In iets meer begrijpelijke taal: Alkema en Van der Zee willen niet het gevoel, waarin persoonlijke ervaringen en belevingen een belangrijke rol spelen (persoonlijke, subjectieve benadering), maar met het verstand de uitdrukking van de afbeelding laten bepalen. Dat weten ze te bereiken met rechte lijnen en overzichtelijke vlakken (onpersoonlijke, zakelijk objectieve benadering).
Jan Altink: [2] Na het bezoek (1925), [3] Dijk langs het Reitdiep (1927), [17] Portret van H.N. Werkman (1925).
Achtergrondinformatie
- De Ploeg-kunstwerken op het postzegelvel Honderd jaar De Ploeg dateren overwegend uit het eerste decennium na de oprichting van de schildersgroep. De kunsthistorische betekenis ligt dus in de twintiger jaren van de vorige eeuw. Daarna ontstond al snel onenigheid en wisselden ups en downs elkaar af.

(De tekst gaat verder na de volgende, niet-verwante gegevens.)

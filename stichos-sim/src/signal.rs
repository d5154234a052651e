//! Wake signal for the consumer thread
//!
//! Counting semaphore standing in for the firmware's commit signal: the
//! producer posts one count per committed line without blocking, the
//! consumer sleeps until at least one count is available. Counts are
//! never lost, so a commit that lands while the consumer is busy still
//! wakes it on the next wait.

use std::sync::{Condvar, Mutex};

pub struct WakeSignal {
    count: Mutex<usize>,
    wakeup: Condvar,
}

impl WakeSignal {
    pub fn new() -> Self {
        Self {
            count: Mutex::new(0),
            wakeup: Condvar::new(),
        }
    }

    /// Post one wake count; never blocks
    pub fn signal(&self) {
        let mut count = self.count.lock().unwrap();
        *count += 1;
        self.wakeup.notify_one();
    }

    /// Sleep until a count is available, then consume it
    pub fn wait(&self) {
        let mut count = self.count.lock().unwrap();
        while *count == 0 {
            count = self.wakeup.wait(count).unwrap();
        }
        *count -= 1;
    }
}
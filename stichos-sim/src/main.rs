//! Host-side simulation of the serial line pipeline
//!
//! Stands in for the embedded topology: a fake serial port feeds a
//! simulated RX interrupt (producer thread) one byte at a time, the
//! framer commits lines into the ring, and a lower-priority consumer
//! thread waits on a wake signal and prints each line. The ring and
//! framer are the real thing; only the transport, signal, and
//! scheduling are simulated.

use std::sync::atomic::{AtomicBool, Ordering};
use std::thread;
use std::time::Duration;

use stichos_core::{ByteSource, Error, FeedStatus, LineFramer, LineRing};

mod signal;

use signal::WakeSignal;

/// Scripted serial traffic, cycled like a looped transmitter. With a
/// 16-byte line budget, the two long lines overflow and are dropped;
/// the short ones come through.
const TRANSCRIPT: &[u8] =
    b"Long line for testing\nShort line\nTest\nToo long line for testing\n";

/// Full passes over the transcript before the simulation stops
const PASSES: usize = 3;

/// Simulated RX interrupt rate
const BYTE_INTERVAL: Duration = Duration::from_micros(200);

const RING_DEPTH: usize = 4;
const MAX_LINE_SIZE: usize = 16;

/// Fake serial port replaying the transcript
struct ScriptedUart {
    pos: usize,
}

impl ByteSource for ScriptedUart {
    type Error = std::convert::Infallible;

    fn next_byte(&mut self) -> Result<u8, Self::Error> {
        let byte = TRANSCRIPT[self.pos];
        self.pos = (self.pos + 1) % TRANSCRIPT.len();
        Ok(byte)
    }
}

fn main() {
    let mut ring = LineRing::new(RING_DEPTH, MAX_LINE_SIZE).expect("ring allocation");
    let (writer, mut reader) = ring.split();

    let wake = WakeSignal::new();
    let done = AtomicBool::new(false);

    thread::scope(|s| {
        // Simulated RX interrupt: one byte per tick, signal on commit.
        s.spawn(|| {
            let mut uart = ScriptedUart { pos: 0 };
            let mut framer = LineFramer::new(writer);

            for _ in 0..PASSES * TRANSCRIPT.len() {
                match framer.pump(&mut uart) {
                    Ok(FeedStatus::Committed) => wake.signal(),
                    Ok(FeedStatus::LineDropped(Error::BufferOverflow)) => {
                        eprintln!("[rx] line exceeded {MAX_LINE_SIZE} bytes, dropped");
                    }
                    Ok(FeedStatus::LineDropped(err)) => {
                        eprintln!("[rx] line dropped: {err:?}");
                    }
                    Ok(FeedStatus::Pending) => {}
                    Err(infallible) => match infallible {},
                }
                thread::sleep(BYTE_INTERVAL);
            }

            eprintln!(
                "[rx] done: {} committed, {} dropped",
                framer.lines_committed(),
                framer.lines_dropped()
            );
            done.store(true, Ordering::Release);
            wake.signal();
        });

        // Consumer task: wait for a commit, drain, repeat.
        s.spawn(|| {
            let mut buf = [0u8; MAX_LINE_SIZE];
            loop {
                wake.wait();
                while let Ok(n) = reader.read_into(&mut buf) {
                    println!("{}", String::from_utf8_lossy(&buf[..n]));
                }
                if done.load(Ordering::Acquire) && reader.is_empty() {
                    break;
                }
            }
        });
    });
}
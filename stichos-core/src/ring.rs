//! Variable-length-record ring buffer shared between one producer and
//! one consumer.
//!
//! Slot layout (`depth` slots, each `max_line_size + 1` bytes):
//! - RECORD (0 to `max_line_size` bytes): line content
//! - TERMINATOR (1 byte): 0x00 sentinel written at commit time
//!
//! The extra byte per slot guarantees the terminator fits even for a
//! record of exactly `max_line_size` bytes, so a full-length line is a
//! valid record, not an overflow.
//!
//! The producer is the sole writer of `head` and of the in-progress
//! slot's bytes; the consumer is the sole writer of `tail`. Each side
//! only reads the other's index. Index updates are published with
//! release stores and observed with acquire loads, so a consumer that
//! sees an advanced `head` also sees the fully written slot beneath it,
//! and a producer that sees an advanced `tail` may safely reuse the
//! released slot. One slot is always kept unused to tell a full ring
//! from an empty one.

use core::cell::{Cell, UnsafeCell};
use core::ops::Deref;

use alloc::boxed::Box;
use alloc::vec::Vec;

use portable_atomic::{AtomicUsize, Ordering};

/// Sentinel byte marking the end of a committed record within its slot
pub const LINE_TERMINATOR: u8 = 0x00;

/// Errors that can occur while constructing or operating the ring
#[derive(Debug, Clone, Copy, PartialEq, Eq)]
#[cfg_attr(feature = "defmt", derive(defmt::Format))]
pub enum Error {
    /// No free slot to begin or commit a record
    WriterFull,
    /// No committed record available to read
    ReaderEmpty,
    /// Current record exceeded `max_line_size`; it has been discarded
    BufferOverflow,
    /// Allocation failed or the requested geometry is unsatisfiable
    MemoryError,
}

/// Proof that a write cycle is in progress on the head slot.
///
/// Issued by [`LineWriter::begin_write`] and consumed by
/// [`LineWriter::commit`] or [`LineWriter::abandon`], so a commit
/// without a preceding begin cannot be expressed. `begin_write` is
/// idempotent while a slot is being filled; the position within the
/// slot is tracked by the ring, not by the handle.
#[derive(Debug)]
pub struct WriteHandle {
    slot: usize,
}

/// Fixed-capacity ring of line slots.
///
/// Construct once with [`LineRing::new`], then [`LineRing::split`] into
/// the producer and consumer halves. The halves borrow the ring, so at
/// most one of each can exist at a time and both are gone before the
/// ring can be dropped.
#[derive(Debug)]
pub struct LineRing {
    /// `depth * (max_line_size + 1)` bytes, one region per slot
    slots: Box<[UnsafeCell<u8>]>,
    depth: usize,
    max_line_size: usize,
    /// Slot being filled; written only by the producer
    head: AtomicUsize,
    /// Oldest committed, unread slot; written only by the consumer
    tail: AtomicUsize,
    /// Bytes written into the head slot since the last commit.
    /// Producer-private state; the consumer never touches it.
    write_offset: Cell<usize>,
}

// SAFETY: slot bytes are only written by the producer half (sole owner
// of the in-progress slot) and only read by the consumer half (sole
// owner of a committed slot until it releases it), with the handover
// ordered by the release/acquire index stores above. `write_offset` is
// accessed exclusively through the single `LineWriter`.
unsafe impl Sync for LineRing {}

impl LineRing {
    /// Create a ring with `depth` slots of `max_line_size` bytes each.
    ///
    /// `depth` must be at least 2 (one slot stays unused as the
    /// full/empty disambiguator) and `max_line_size` at least 1.
    /// Returns `Error::MemoryError` if the geometry is invalid or the
    /// backing storage cannot be allocated; the ring is never partially
    /// initialized.
    pub fn new(depth: usize, max_line_size: usize) -> Result<Self, Error> {
        if depth < 2 || max_line_size < 1 {
            return Err(Error::MemoryError);
        }
        let stride = max_line_size.checked_add(1).ok_or(Error::MemoryError)?;
        let total = depth.checked_mul(stride).ok_or(Error::MemoryError)?;

        let mut slots = Vec::new();
        slots
            .try_reserve_exact(total)
            .map_err(|_| Error::MemoryError)?;
        slots.resize_with(total, || UnsafeCell::new(0));

        Ok(Self {
            slots: slots.into_boxed_slice(),
            depth,
            max_line_size,
            head: AtomicUsize::new(0),
            tail: AtomicUsize::new(0),
            write_offset: Cell::new(0),
        })
    }

    /// Split into the producer and consumer halves.
    ///
    /// Both halves are `Send`, so they can be handed to two different
    /// execution contexts (thread and interrupt handler, or two
    /// threads). The mutable borrow guarantees a single producer and a
    /// single consumer.
    pub fn split(&mut self) -> (LineWriter<'_>, LineReader<'_>) {
        (LineWriter { ring: self }, LineReader { ring: self })
    }

    /// Number of slots
    pub fn depth(&self) -> usize {
        self.depth
    }

    /// Per-slot record capacity in bytes
    pub fn max_line_size(&self) -> usize {
        self.max_line_size
    }

    /// Index of the slot currently being filled (diagnostics)
    pub fn head(&self) -> usize {
        self.head.load(Ordering::Acquire)
    }

    /// Index of the oldest committed, unread slot (diagnostics)
    pub fn tail(&self) -> usize {
        self.tail.load(Ordering::Acquire)
    }

    /// Number of committed, unread records
    pub fn len(&self) -> usize {
        let head = self.head.load(Ordering::Acquire);
        let tail = self.tail.load(Ordering::Acquire);
        (head + self.depth - tail) % self.depth
    }

    /// True if no committed record is waiting
    pub fn is_empty(&self) -> bool {
        self.len() == 0
    }

    /// True if no free slot is available to begin a new record
    pub fn is_full(&self) -> bool {
        self.len() == self.depth - 1
    }

    fn slot_byte(&self, slot: usize, offset: usize) -> &UnsafeCell<u8> {
        debug_assert!(slot < self.depth);
        debug_assert!(offset <= self.max_line_size);
        &self.slots[slot * (self.max_line_size + 1) + offset]
    }

    /// Length of the record in a committed slot, recovered by scanning
    /// for the terminator the commit wrote.
    fn committed_len(&self, slot: usize) -> usize {
        for offset in 0..=self.max_line_size {
            // SAFETY: the slot is committed and owned by the consumer;
            // the producer will not touch it until `tail` moves past it.
            let byte = unsafe { self.slot_byte(slot, offset).get().read() };
            if byte == LINE_TERMINATOR {
                return offset;
            }
        }
        self.max_line_size
    }
}

/// Producer half of a [`LineRing`].
///
/// Safe to drive from an interrupt or high-priority context: every
/// operation is non-blocking, allocation-free, and bounded-time.
pub struct LineWriter<'a> {
    ring: &'a LineRing,
}

impl<'a> LineWriter<'a> {
    /// Begin a new record, or continue the one already in progress.
    ///
    /// Returns `Error::WriterFull` when no free slot is available, in
    /// which case no state changes and no memory is touched. While a
    /// slot is being filled, repeated calls return a handle to that
    /// same slot.
    pub fn begin_write(&mut self) -> Result<WriteHandle, Error> {
        let head = self.ring.head.load(Ordering::Relaxed);
        let tail = self.ring.tail.load(Ordering::Acquire);
        if (head + 1) % self.ring.depth == tail {
            return Err(Error::WriterFull);
        }
        Ok(WriteHandle { slot: head })
    }

    /// Append one byte to the in-progress record.
    ///
    /// Returns `Error::BufferOverflow` on the byte that would exceed
    /// `max_line_size`; the partial record is discarded and the next
    /// append starts a clean record in the same slot. Bytes past the
    /// limit are never written, so neighboring slots cannot be
    /// corrupted.
    pub fn append(&mut self, handle: &WriteHandle, byte: u8) -> Result<(), Error> {
        debug_assert_eq!(handle.slot, self.ring.head.load(Ordering::Relaxed));
        let offset = self.ring.write_offset.get();
        if offset >= self.ring.max_line_size {
            self.ring.write_offset.set(0);
            return Err(Error::BufferOverflow);
        }
        // SAFETY: the producer is the sole writer of the head slot, and
        // `offset < max_line_size` keeps the write inside it.
        unsafe { self.ring.slot_byte(handle.slot, offset).get().write(byte) };
        self.ring.write_offset.set(offset + 1);
        Ok(())
    }

    /// Append a run of bytes to the in-progress record.
    ///
    /// Applies the same overflow policy as [`append`](Self::append),
    /// byte by byte: on overflow the whole record is discarded, not
    /// just the remainder of `data`.
    pub fn append_slice(&mut self, handle: &WriteHandle, data: &[u8]) -> Result<(), Error> {
        for &byte in data {
            self.append(handle, byte)?;
        }
        Ok(())
    }

    /// Finalize the in-progress record and publish it to the consumer.
    ///
    /// Writes the terminator after the record bytes, then advances
    /// `head` with a release store so the consumer observes the slot
    /// contents before the new index. A zero-length record (commit
    /// right after begin) is valid and reads back as an empty line.
    ///
    /// Returns `Error::WriterFull` if the ring has no free slot; the
    /// record stays in progress and a later `begin_write` resumes it.
    pub fn commit(&mut self, handle: WriteHandle) -> Result<(), Error> {
        let head = self.ring.head.load(Ordering::Relaxed);
        debug_assert_eq!(handle.slot, head);
        let tail = self.ring.tail.load(Ordering::Acquire);
        let next = (head + 1) % self.ring.depth;
        if next == tail {
            return Err(Error::WriterFull);
        }
        let offset = self.ring.write_offset.get();
        // SAFETY: the slot reserves one byte past `max_line_size` for
        // the terminator, and `offset <= max_line_size` always holds.
        unsafe {
            self.ring
                .slot_byte(head, offset)
                .get()
                .write(LINE_TERMINATOR)
        };
        self.ring.write_offset.set(0);
        self.ring.head.store(next, Ordering::Release);
        Ok(())
    }

    /// Discard the in-progress record without committing it.
    ///
    /// No cleanup is required beyond resetting the write position; the
    /// slot bytes are simply overwritten on next use.
    pub fn abandon(&mut self, handle: WriteHandle) {
        debug_assert_eq!(handle.slot, self.ring.head.load(Ordering::Relaxed));
        let _ = handle;
        self.ring.write_offset.set(0);
    }

    /// True if no free slot is available to begin a new record
    pub fn is_full(&self) -> bool {
        let head = self.ring.head.load(Ordering::Relaxed);
        let tail = self.ring.tail.load(Ordering::Acquire);
        (head + 1) % self.ring.depth == tail
    }
}

/// Consumer half of a [`LineRing`].
pub struct LineReader<'a> {
    ring: &'a LineRing,
}

impl<'a> LineReader<'a> {
    /// Take the oldest committed record, if any.
    ///
    /// Returns `None` when the ring is empty, with no side effects.
    /// Otherwise the returned guard views the record bytes in place;
    /// the slot is released back to the producer when the guard drops,
    /// which the borrow checker forces before the next reader call.
    pub fn read_oldest(&mut self) -> Option<LineGuard<'_, 'a>> {
        let tail = self.ring.tail.load(Ordering::Relaxed);
        let head = self.ring.head.load(Ordering::Acquire);
        if head == tail {
            return None;
        }
        let len = self.ring.committed_len(tail);
        Some(LineGuard {
            reader: self,
            slot: tail,
            len,
        })
    }

    /// Copy the oldest committed record out and release its slot.
    ///
    /// Returns the number of bytes copied, or `Error::ReaderEmpty` when
    /// nothing is committed. A `buf` of at least `max_line_size` bytes
    /// always receives the whole record; a shorter one receives a
    /// truncated copy.
    pub fn read_into(&mut self, buf: &mut [u8]) -> Result<usize, Error> {
        let line = self.read_oldest().ok_or(Error::ReaderEmpty)?;
        let n = line.len().min(buf.len());
        buf[..n].copy_from_slice(&line[..n]);
        Ok(n)
    }

    /// True if no committed record is waiting
    pub fn is_empty(&self) -> bool {
        let tail = self.ring.tail.load(Ordering::Relaxed);
        let head = self.ring.head.load(Ordering::Acquire);
        head == tail
    }
}

/// Read-only view of one committed record.
///
/// Dereferences to the record bytes (terminator excluded). Dropping the
/// guard releases the slot to the producer with a release store on
/// `tail`, so the view can never alias a slot being rewritten.
pub struct LineGuard<'r, 'a> {
    reader: &'r mut LineReader<'a>,
    slot: usize,
    len: usize,
}

impl Deref for LineGuard<'_, '_> {
    type Target = [u8];

    fn deref(&self) -> &[u8] {
        let ring = self.reader.ring;
        let base = ring.slot_byte(self.slot, 0).get() as *const u8;
        // SAFETY: the slot stays committed and unreclaimed while this
        // guard exists, `len` was recovered from the terminator the
        // commit wrote, and the slot's bytes are contiguous.
        unsafe { core::slice::from_raw_parts(base, self.len) }
    }
}

impl Drop for LineGuard<'_, '_> {
    fn drop(&mut self) {
        let ring = self.reader.ring;
        let next = (self.slot + 1) % ring.depth;
        ring.tail.store(next, Ordering::Release);
    }
}
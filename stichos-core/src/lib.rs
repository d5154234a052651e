//! Line serialization between an interrupt-context producer and a
//! task-context consumer
//!
//! This crate frames a continuous byte stream (bytes arriving one at a
//! time, e.g. from a UART receive interrupt) into discrete,
//! length-bounded line records and hands completed records to a
//! lower-priority consumer:
//!
//! - [`ring::LineRing`] - lock-free SPSC ring of fixed-capacity line
//!   slots with an incremental-write/commit producer API and a
//!   pop-oldest consumer API
//! - [`rx::LineFramer`] - byte-at-a-time assembler that drives the
//!   producer half from a receive path, committing on a terminator byte
//!
//! The surrounding system supplies the byte source, the wake signal
//! used to rouse the consumer after each commit, and the two execution
//! contexts; none of those touch the ring's internals.

#![cfg_attr(not(any(test, feature = "std")), no_std)]

extern crate alloc;

pub mod ring;
pub mod rx;

// Re-export key types at crate root for convenience
pub use ring::{Error, LineGuard, LineReader, LineRing, LineWriter, WriteHandle, LINE_TERMINATOR};
pub use rx::{ByteSource, FeedStatus, LineFramer, DEFAULT_TERMINATOR};
pub mod commands;
pub mod models;
pub mod reporting;
pub mod state;
pub mod storage;

use commands::{
    api_keys::{create_api_key, delete_api_key, list_api_keys, rotate_api_key},
    auth::{current_session, sign_in, sign_out, sign_up},
    ip_addresses::{create_ip_address, delete_ip_address, list_ip_addresses},
    reports::get_security_report,
    seed::seed_demo_data,
    settings::{get_settings, save_settings},
    ssh_credentials::{
        create_ssh_credential, delete_ssh_credential, list_ssh_credentials,
        set_ssh_credential_active,
    },
};
use state::AppState;
use tauri::Manager;

#[cfg_attr(mobile, tauri::mobile_entry_point)]
pub fn run() {
    let _ = env_logger::try_init();

    tauri::Builder::default()
        .plugin(tauri_plugin_opener::init())
        .setup(|app| {
            let config_dir = app.path().app_config_dir()?;
            let settings = commands::settings::load_settings_from_disk(&config_dir)
                .unwrap_or_else(|err| {
                    log::warn!("falling back to default settings: {err}");
                    commands::settings::default_settings()
                });
            let store = state::build_store(&commands::settings::backend_config(&settings));
            app.manage(AppState::new(store, config_dir));
            Ok(())
        })
        .invoke_handler(tauri::generate_handler![
            sign_in,
            sign_up,
            sign_out,
            current_session,
            list_api_keys,
            create_api_key,
            delete_api_key,
            rotate_api_key,
            list_ip_addresses,
            create_ip_address,
            delete_ip_address,
            list_ssh_credentials,
            create_ssh_credential,
            delete_ssh_credential,
            set_ssh_credential_active,
            get_security_report,
            seed_demo_data,
            get_settings,
            save_settings,
        ])
        .run(tauri::generate_context!())
        .expect("error while running tauri application");
}
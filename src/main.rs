// Prevents an extra console window on Windows in release builds.
#![cfg_attr(not(debug_assertions), windows_subsystem = "windows")]

fn main() {
    grc_portal_lib::run()
}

- Er traden twee richtingen op de voorgrond: een redelijk herkenbaar expressionistische benadering (met het accent op het eigen, individuele gevoel/zienswijze van iedere schilder) en een constructivistische richting (hierbij valt de nadruk op een beredeneerd verstandelijke benadering van het geschilderde onderwerp). Beide stijlstromingen typeerden zich door een regionale gebondenheid en een internationaal artistieke oriëntatie.
- De Ploeg-club staat voor allerlei artistieke kunstenaars open. Niet alleen schilders (met verschillende stijlen), maar ook disciplines als beeldhouwen, architectuur, muziek en literatuur. Eenheid in verscheidenheid. In het eerste jaar telt de groep 20 leden, na de introductie van Wiegers’ Duitse uitdrukkingswijze van schilderen stijgt de groep naar 33 ruimdenkende leden. Het begint goed met een eerste gezamenlijke tentoonstelling met de artistieke vrijheid. Naderhand ontstaat onenigheid door de scheiding tussen ‘modernen’ en ‘niet-modernen’. Het ontbreekt de groep aan een leider. Na de Tweede Wereldoorlog komt de museale waardering. De belangstelling voor de kunstkring De Ploeg neemt toe. Er zijn weer kopers.
Vormgeving postzegelvel Honderd jaar De Ploeg
-
- Bij plaatsing van de schilderijen is door Studio Joost Grootens uit Amsterdam steeds gekeken naar de beste en meest afgewogen ‘ontmoeting’ tussen stad en land, tussen overzichtsbeelden en close-ups, tussen figuratieve en abstracte schilderijen. Door deze ontmoeting ontstijgt het postzegelvel het niveau van de individuele werken. Het geheel is meer dan de som der delen.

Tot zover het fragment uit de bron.